Virginia Hernández-Gea, Andrea De Gottardi, Frank W G Leebeek, Pierre-Emmanuel Rautou, Riad Salem, Juan Carlos Garcia-Pagan
Journal of Hepatology 2019 February 26
Budd-Chiari Syndrome (BCS) and non-cirrhotic non-tumoral portal vein thrombosis (NCPVT) are two rare disorders, with several similarities that are categorized under the term splanchnic vein thrombosis. Both disorders are frequently associated with an underlying pro-thrombotic disorder. They can cause severe portal hypertension and usually affect oung patients, negatively influencing life expectancy when the diagnosis and treatment is not done at an early stage. Yet, they have specific features that require individual considerations.

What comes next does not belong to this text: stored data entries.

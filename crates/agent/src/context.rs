//! Weather snapshot → one-sentence prompt context.

use outly_core::WeatherSnapshot;

/// Sentence used when no usable snapshot was supplied.
pub const WEATHER_UNAVAILABLE: &str = "Weather data unavailable.";

/// Render the snapshot as the sentence embedded in the system instruction.
///
/// A snapshot only counts when its headline condition has a description and
/// a temperature is present; anything less yields [`WEATHER_UNAVAILABLE`] so the model is
/// never handed half-filled placeholders. The temperature is printed as
/// received, without rounding.
pub fn format_weather_context(snapshot: Option<&WeatherSnapshot>) -> String {
    let Some(snapshot) = snapshot else {
        return WEATHER_UNAVAILABLE.to_string();
    };
    let description = snapshot
        .condition()
        .map(|c| c.description.trim())
        .filter(|d| !d.is_empty());
    let (Some(description), Some(temp)) = (description, snapshot.temperature_c()) else {
        return WEATHER_UNAVAILABLE.to_string();
    };

    let location = snapshot.location_name().unwrap_or("unknown location");
    format!(
        "Current weather: {description}, Temp: {temp}°C, Location: {location}."
    )
}
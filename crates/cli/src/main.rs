//! Outly CLI: the main entry point.
//!
//! Commands:
//! - `serve`      Start the HTTP gateway
//! - `chat`       Interactive or single-message chat with the advisor
//! - `activities` Suggest activities for a weather reading
//! - `onboard`    Write the default config
//! - `doctor`     Check config and credentials

use clap::{Parser, Subcommand};
use outly_core::Language;

mod commands;

#[derive(Parser)]
#[command(
    name = "outly",
    about = "Outly: weather-grounded outdoor activity advisor",
    version,
    author
)]
struct Cli {
    #[command(subcommand)]
    command: Commands,

    /// Enable verbose logging
    #[arg(short, long, global = true)]
    verbose: bool,

    /// Emit logs as JSON lines
    #[arg(long, global = true)]
    json_logs: bool,
}

#[derive(Subcommand)]
enum Commands {
    /// Start the HTTP gateway server
    Serve {
        /// Override the port
        #[arg(short, long)]
        port: Option<u16>,
    },

    /// Chat with the advisor
    Chat {
        /// Send a single message instead of entering interactive mode
        #[arg(short, long)]
        message: Option<String>,

        /// Place to ground the conversation in (e.g. "Kyoto")
        #[arg(short, long)]
        location: Option<String>,

        /// Response language: en or ja
        #[arg(long, default_value = "en")]
        lang: Language,
    },

    /// Suggest activities for a weather reading
    Activities {
        /// Condition text, e.g. "light rain"
        condition: String,

        /// Temperature in °C
        #[arg(allow_hyphen_values = true)]
        temp: f64,

        /// Wind speed in m/s
        #[arg(long, default_value_t = 0.0)]
        wind: f64,

        #[arg(long, default_value = "en")]
        lang: Language,

        /// Ask the advisor how to prepare for suggestion N (1-5)
        #[arg(long, value_name = "N")]
        ask: Option<usize>,
    },

    /// Initialize configuration
    Onboard,

    /// Diagnose config and credentials
    Doctor,
}

#[tokio::main]
async fn main() -> Result<(), Box<dyn std::error::Error>> {
    let cli = Cli::parse();

    // Initialize tracing
    let level = if cli.verbose { "debug" } else { "info" };
    let filter = tracing_subscriber::EnvFilter::try_from_default_env()
        .unwrap_or_else(|_| tracing_subscriber::EnvFilter::new(level));
    if cli.json_logs {
        tracing_subscriber::fmt()
            .with_env_filter(filter)
            .with_target(false)
            .json()
            .init();
    } else {
        tracing_subscriber::fmt()
            .with_env_filter(filter)
            .with_target(false)
            .init();
    }

    match cli.command {
        Commands::Serve { port } => commands::serve::run(port).await?,
        Commands::Chat {
            message,
            location,
            lang,
        } => commands::chat::run(message, location, lang).await?,
        Commands::Activities {
            condition,
            temp,
            wind,
            lang,
            ask,
        } => commands::activities::run(&condition, temp, wind, lang, ask).await?,
        Commands::Onboard => commands::onboard::run().await?,
        Commands::Doctor => commands::doctor::run().await?,
    }

    Ok(())
}
//! HTTP client for the weather provider.

use std::time::Duration;

use async_trait::async_trait;
use outly_core::{Language, WeatherError};
use tracing::{debug, warn};

use crate::query::LocationQuery;

/// Source of raw weather JSON.
///
/// The gateway talks to this trait so tests can swap in canned payloads.
#[async_trait]
pub trait WeatherService: Send + Sync {
    /// Current conditions, in the provider's "current weather" shape.
    async fn current(
        &self,
        query: &LocationQuery,
        language: Language,
    ) -> Result<serde_json::Value, WeatherError>;

    /// 5-day forecast in 3-hour steps, in the provider's forecast shape.
    async fn forecast(
        &self,
        query: &LocationQuery,
        language: Language,
    ) -> Result<serde_json::Value, WeatherError>;
}

/// Client for OpenWeatherMap's `weather` and `forecast` endpoints.
pub struct OpenWeatherClient {
    base_url: String,
    api_key: String,
    client: reqwest::Client,
}

impl OpenWeatherClient {
    pub fn new(base_url: impl Into<String>, api_key: impl Into<String>, timeout: Duration) -> Self {
        let client = reqwest::Client::builder()
            .timeout(timeout)
            .build()
            .unwrap_or_else(|e| {
                warn!(error = %e, "Falling back to default HTTP client");
                reqwest::Client::new()
            });

        Self {
            base_url: base_url.into().trim_end_matches('/').to_string(),
            api_key: api_key.into(),
            client,
        }
    }

    /// Build a client from the `[weather]` config section. `None` without a key.
    pub fn from_config(config: &outly_config::WeatherConfig) -> Option<Self> {
        let api_key = config
            .api_key
            .as_deref()
            .map(str::trim)
            .filter(|k| !k.is_empty())?;
        Some(Self::new(
            &config.base_url,
            api_key,
            Duration::from_secs(config.timeout_secs),
        ))
    }

    fn params(&self, query: &LocationQuery, language: Language) -> Vec<(&'static str, String)> {
        let mut params = query.to_query_pairs();
        params.push(("appid", self.api_key.clone()));
        params.push(("units", "metric".into()));
        params.push(("lang", language.code().into()));
        params
    }

    async fn fetch(
        &self,
        endpoint: &str,
        query: &LocationQuery,
        language: Language,
    ) -> Result<serde_json::Value, WeatherError> {
        let url = format!("{}/{endpoint}", self.base_url);
        debug!(endpoint, location = %query, lang = %language, "Fetching weather");

        let response = self
            .client
            .get(&url)
            .query(&self.params(query, language))
            .send()
            .await
            .map_err(|e| WeatherError::Network(e.to_string()))?;

        let status = response.status();
        if !status.is_success() {
            let message = response.text().await.unwrap_or_default();
            warn!(status = status.as_u16(), endpoint, "Weather provider returned error");
            return Err(WeatherError::Api {
                status_code: status.as_u16(),
                message,
            });
        }

        response
            .json()
            .await
            .map_err(|e| WeatherError::Parse(e.to_string()))
    }
}

#[async_trait]
impl WeatherService for OpenWeatherClient {
    async fn current(
        &self,
        query: &LocationQuery,
        language: Language,
    ) -> Result<serde_json::Value, WeatherError> {
        self.fetch("weather", query, language).await
    }

    async fn forecast(
        &self,
        query: &LocationQuery,
        language: Language,
    ) -> Result<serde_json::Value, WeatherError> {
        self.fetch("forecast", query, language).await
    }
}

#[cfg(test)]
mod tests {
    use super::*;

    #[test]
    fn from_config_requires_key() {
        let config = outly_config::WeatherConfig::default();
        assert!(OpenWeatherClient::from_config(&config).is_none());

        let config = outly_config::WeatherConfig {
            api_key: Some("owm-test".into()),
            ..Default::default()
        };
        let client = OpenWeatherClient::from_config(&config).unwrap();
        assert_eq!(client.base_url, "https://api.openweathermap.org/data/2.5");
    }

    #[test]
    fn params_are_metric_and_localized() {
        let client = OpenWeatherClient::new("http://localhost/", "k", Duration::from_secs(1));
        let params = client.params(&LocationQuery::Named("Sapporo".into()), Language::Ja);
        assert!(params.contains(&("q", "Sapporo".to_string())));
        assert!(params.contains(&("units", "metric".to_string())));
        assert!(params.contains(&("lang", "ja".to_string())));
        assert!(params.contains(&("appid", "k".to_string())));
        assert_eq!(client.base_url, "http://localhost");
    }
}
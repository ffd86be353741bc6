//! Static activity catalog.
//!
//! One row per [`WeatherCategory`], one column per [`Language`], five
//! suggestions per cell in display order. The array types make a partial
//! table a compile error.

use outly_core::Language;
use serde::Serialize;

use crate::classifier::WeatherCategory;

pub const SUGGESTIONS_PER_CATEGORY: usize = 5;

/// A single recommended activity.
#[derive(Debug, Clone, Copy, PartialEq, Eq, Serialize)]
pub struct ActivitySuggestion {
    pub name: &'static str,
    /// Opaque icon identifier for the client to render
    #[serde(rename = "icon")]
    pub icon_ref: &'static str,
    /// Short note on why it suits the weather
    #[serde(rename = "condition")]
    pub condition_note: &'static str,
    pub recommended: bool,
}

const fn pick(name: &'static str, icon_ref: &'static str, condition_note: &'static str) -> ActivitySuggestion {
    ActivitySuggestion {
        name,
        icon_ref,
        condition_note,
        recommended: true,
    }
}

type Cell = [ActivitySuggestion; SUGGESTIONS_PER_CATEGORY];

/// Indexed by `[category.index()][language.index()]`.
static CATALOG: [[Cell; 2]; 4] = [
    // rain
    [
        [
            pick("Indoor Gym", "dumbbell", "Stay dry and active"),
            pick("Museum Visit", "landmark", "Cultural experience"),
            pick("Shopping Mall", "shopping-bag", "Indoor entertainment"),
            pick("Cafe Work", "coffee", "Cozy atmosphere"),
            pick("Movie Theater", "film", "Perfect rainy day activity"),
        ],
        [
            pick("屋内ジム", "dumbbell", "乾いたまま運動できます"),
            pick("博物館見学", "landmark", "文化的な体験"),
            pick("ショッピングモール", "shopping-bag", "屋内エンターテイメント"),
            pick("カフェで仕事", "coffee", "居心地の良い雰囲気"),
            pick("映画館", "film", "雨の日に最適"),
        ],
    ],
    // cold
    [
        [
            pick("Winter Hiking", "hiking", "Dress warm"),
            pick("Hot Spring", "hot-tub", "Warm relaxation"),
            pick("Winter Sports", "skiing", "Cold weather fun"),
            pick("Indoor Climbing", "mountain", "Stay active indoors"),
            pick("Cozy Cafe", "coffee", "Warm beverages"),
        ],
        [
            pick("冬のハイキング", "hiking", "暖かく着る"),
            pick("温泉", "hot-tub", "温かいリラクゼーション"),
            pick("ウィンタースポーツ", "skiing", "寒い天気の楽しみ"),
            pick("室内クライミング", "mountain", "屋内でアクティブに"),
            pick("居心地の良いカフェ", "coffee", "温かい飲み物"),
        ],
    ],
    // hot
    [
        [
            pick("Beach Visit", "umbrella-beach", "Perfect beach weather"),
            pick("Swimming", "swimmer", "Cool off in water"),
            pick("Early Morning Run", "running", "Beat the heat"),
            pick("Park Picnic", "tree", "Enjoy outdoors"),
            pick("Ice Cream Walk", "ice-cream", "Sweet treat stroll"),
        ],
        [
            pick("ビーチ訪問", "umbrella-beach", "完璧なビーチの天気"),
            pick("水泳", "swimmer", "水で涼む"),
            pick("早朝ランニング", "running", "暑さを避ける"),
            pick("公園でピクニック", "tree", "屋外を楽しむ"),
            pick("アイスクリーム散歩", "ice-cream", "甘いお菓子の散歩"),
        ],
    ],
    // mild
    [
        [
            pick("Jogging", "running", "Perfect temperature"),
            pick("Cycling", "bicycle", "Great for biking"),
            pick("Park Walk", "walking", "Pleasant conditions"),
            pick("Outdoor Yoga", "spa", "Comfortable weather"),
            pick("Photography", "camera", "Good lighting"),
        ],
        [
            pick("ジョギング", "running", "完璧な温度"),
            pick("サイクリング", "bicycle", "自転車に最適"),
            pick("公園散歩", "walking", "快適な条件"),
            pick("屋外ヨガ", "spa", "快適な天気"),
            pick("写真撮影", "camera", "良い照明"),
        ],
    ],
];

/// The five suggestions for `category` in `language`, in display order.
pub fn lookup(category: WeatherCategory, language: Language) -> &'static Cell {
    &CATALOG[category.index()][language.index()]
}
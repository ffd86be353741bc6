//! Location queries accepted by the weather routes.

use outly_core::Error;

/// Where to look up weather: coordinates or a free-text place name.
#[derive(Debug, Clone, PartialEq)]
pub enum LocationQuery {
    Coordinates { lat: f64, lon: f64 },
    Named(String),
}

impl LocationQuery {
    /// Build a query from raw request parameters.
    ///
    /// Coordinates win when both `lat` and `lon` are present; otherwise a
    /// non-blank `location` is used. Anything else is a validation error.
    pub fn from_params(
        location: Option<&str>,
        lat: Option<&str>,
        lon: Option<&str>,
    ) -> Result<Self, Error> {
        let lat = lat.map(str::trim).filter(|s| !s.is_empty());
        let lon = lon.map(str::trim).filter(|s| !s.is_empty());

        if let (Some(lat), Some(lon)) = (lat, lon) {
            let lat: f64 = lat
                .parse()
                .map_err(|_| Error::Validation(format!("Invalid latitude '{lat}'")))?;
            let lon: f64 = lon
                .parse()
                .map_err(|_| Error::Validation(format!("Invalid longitude '{lon}'")))?;
            if !(-90.0..=90.0).contains(&lat) || !(-180.0..=180.0).contains(&lon) {
                return Err(Error::Validation("Coordinates out of range".into()));
            }
            return Ok(Self::Coordinates { lat, lon });
        }

        match location.map(str::trim).filter(|s| !s.is_empty()) {
            Some(name) => Ok(Self::Named(name.to_string())),
            None => Err(Error::Validation("Location parameters missing".into())),
        }
    }

    /// Query-string pairs identifying the location for the provider.
    pub fn to_query_pairs(&self) -> Vec<(&'static str, String)> {
        match self {
            Self::Coordinates { lat, lon } => vec![("lat", lat.to_string()), ("lon", lon.to_string())],
            Self::Named(name) => vec![("q", name.clone())],
        }
    }
}

impl std::fmt::Display for LocationQuery {
    fn fmt(&self, f: &mut std::fmt::Formatter<'_>) -> std::fmt::Result {
        match self {
            Self::Coordinates { lat, lon } => write!(f, "{lat:.4},{lon:.4}"),
            Self::Named(name) => f.write_str(name),
        }
    }
}

#[cfg(test)]
mod tests {
    use super::*;

    #[test]
    fn coordinates_take_precedence() {
        let q = LocationQuery::from_params(Some("Tokyo"), Some("35.68"), Some("139.69")).unwrap();
        assert_eq!(q, LocationQuery::Coordinates { lat: 35.68, lon: 139.69 });
    }

    #[test]
    fn lone_latitude_falls_back_to_name() {
        let q = LocationQuery::from_params(Some("Osaka"), Some("34.6"), None).unwrap();
        assert_eq!(q, LocationQuery::Named("Osaka".into()));
    }

    #[test]
    fn nothing_usable_is_validation_error() {
        let err = LocationQuery::from_params(Some("  "), None, Some("1.0")).unwrap_err();
        assert!(matches!(err, Error::Validation(ref m) if m == "Location parameters missing"));
    }

    #[test]
    fn bad_numbers_are_rejected() {
        assert!(LocationQuery::from_params(None, Some("north"), Some("1")).is_err());
        assert!(LocationQuery::from_params(None, Some("91"), Some("1")).is_err());
    }

    #[test]
    fn query_pairs() {
        let named = LocationQuery::Named("São Paulo".into());
        assert_eq!(named.to_query_pairs(), vec![("q", "São Paulo".to_string())]);

        let coords = LocationQuery::Coordinates { lat: 1.5, lon: -2.0 };
        assert_eq!(
            coords.to_query_pairs(),
            vec![("lat", "1.5".to_string()), ("lon", "-2".to_string())]
        );
    }
}
//! `outly doctor`: Diagnose config and credentials.

use outly_config::AppConfig;

pub async fn run() -> Result<(), Box<dyn std::error::Error>> {
    println!("🩺 Outly Doctor");
    println!("===============\n");

    let mut issues = 0;

    let config_path = AppConfig::config_dir().join("config.toml");
    if config_path.exists() {
        println!("  ✅ Config file found: {}", config_path.display());
    } else {
        println!("  ⚠️  No config file, using defaults. Run `outly onboard` to create one");
    }

    match AppConfig::load() {
        Ok(config) => {
            println!("  ✅ Config valid");

            if config.has_llm_key() {
                println!("  ✅ LLM API key configured ({})", outly_providers::router::provider_name(&config.llm_base_url));

                if let Some(provider) = outly_providers::router::build_from_config(&config) {
                    match provider.health_check().await {
                        Ok(true) => println!("  ✅ LLM provider reachable"),
                        Ok(false) => {
                            println!("  ⚠️  LLM provider answered but reported unhealthy");
                            issues += 1;
                        }
                        Err(e) => {
                            println!("  ❌ LLM provider check failed: {e}");
                            issues += 1;
                        }
                    }
                }
            } else {
                println!("  ❌ No LLM API key. Set GROQ_API_KEY or llm_api_key in config.toml");
                issues += 1;
            }

            if config.has_weather_key() {
                println!("  ✅ Weather API key configured");
            } else {
                println!("  ❌ No weather API key. Set WEATHER_API_KEY or [weather] api_key");
                issues += 1;
            }
        }
        Err(e) => {
            println!("  ❌ Config invalid: {e}");
            issues += 1;
        }
    }

    println!();
    if issues == 0 {
        println!("  🎉 All checks passed!");
    } else {
        println!("  ⚠️  {issues} issue(s) found. See above for details.");
    }

    Ok(())
}
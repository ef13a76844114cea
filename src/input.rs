use chrono::{DateTime, Duration, Utc};
use egui::{Modifiers, Pos2, Rect, Vec2};
use uuid::Uuid;

use crate::index::{RelationalIndex, SpatialIndex};
use crate::model::{
    total_height, DependencyKind, DragKind, DragState, Task, TaskDependency, VirtualRow,
};
use crate::store::{HoverState, ScheduleStore};
use crate::theme;

/// Wheel zoom sensitivity: scroll delta to zoom factor exponent.
const ZOOM_SPEED: f32 = 0.002;

/// Pointer and keyboard input, already translated from the embedding
/// toolkit into surface-relative coordinates.
#[derive(Debug, Clone, Copy)]
pub enum InputEvent {
    PointerDown {
        pos: Pos2,
        button: PointerButton,
        modifiers: Modifiers,
    },
    PointerMove {
        pos: Pos2,
    },
    PointerUp {
        pos: Pos2,
        modifiers: Modifiers,
    },
    Wheel {
        pos: Pos2,
        delta: Vec2,
        modifiers: Modifiers,
    },
    Key(KeyCommand),
}

#[derive(Debug, Clone, Copy, PartialEq, Eq)]
pub enum PointerButton {
    Primary,
    Middle,
}

#[derive(Debug, Clone, Copy, PartialEq, Eq)]
pub enum KeyCommand {
    Escape,
    Delete,
    SelectAll,
    Undo,
    Redo,
}

/// Which part of a bar the pointer is over.
#[derive(Debug, Clone, Copy, PartialEq, Eq)]
enum HitZone {
    Body,
    StartEdge,
    EndEdge,
}

#[derive(Debug, Clone, Copy)]
struct Hit {
    task: Option<(Uuid, HitZone)>,
    row: Option<usize>,
}

/// Interaction state machine. Every pointer session starts in `Idle`,
/// passes through `PendingClick` until the drag threshold is exceeded,
/// and always returns to `Idle` on release or cancel.
#[derive(Debug, Clone, Copy)]
enum State {
    Idle,
    PendingClick {
        origin: Pos2,
        task: Option<(Uuid, HitZone)>,
        row: Option<usize>,
        draggable: bool,
    },
    Dragging,
    Panning {
        last: Pos2,
    },
    Marquee {
        origin: Pos2,
        current: Pos2,
    },
}

pub struct InteractionController {
    state: State,
    /// Pointer grab time minus the task start at drag begin, so the bar
    /// does not jump under the cursor.
    grab_offset: Duration,
    min_resolution_minutes: i64,
}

The current review will focus on the available knowledge on pathophysiology, diagnosis and management of both entities. BCS is defined as the obstruction of hepatic venous outflow regardless of its causative mechanism or level of obstruction. This obstruction can be traced to the small hepatic venules up to the entrance of the inferior vein cava (IVC) into the right atrium. Hepatic outflow obstruction related to cardiac disease, pericardial disease or sinusoidal obstruction syndrome have different pathophysiological and clinical implications and are excluded from this definition. BCS is classified as primary when the obstruction originates in the vein and thrombosis is the main cause, or secondary when the vein is externally compressed (abscess, tumor). The focus of this review is on primary BCS. NCPVT refers to the presence of a thrombus in the main portal vein trunk and/or the left or right intrahepatic portal vein branches that may extend to the splenic vein and/or the superior or inferior mesenteric veins. Isolated splenic or mesenteric vein thrombosis are out of the scope of this review.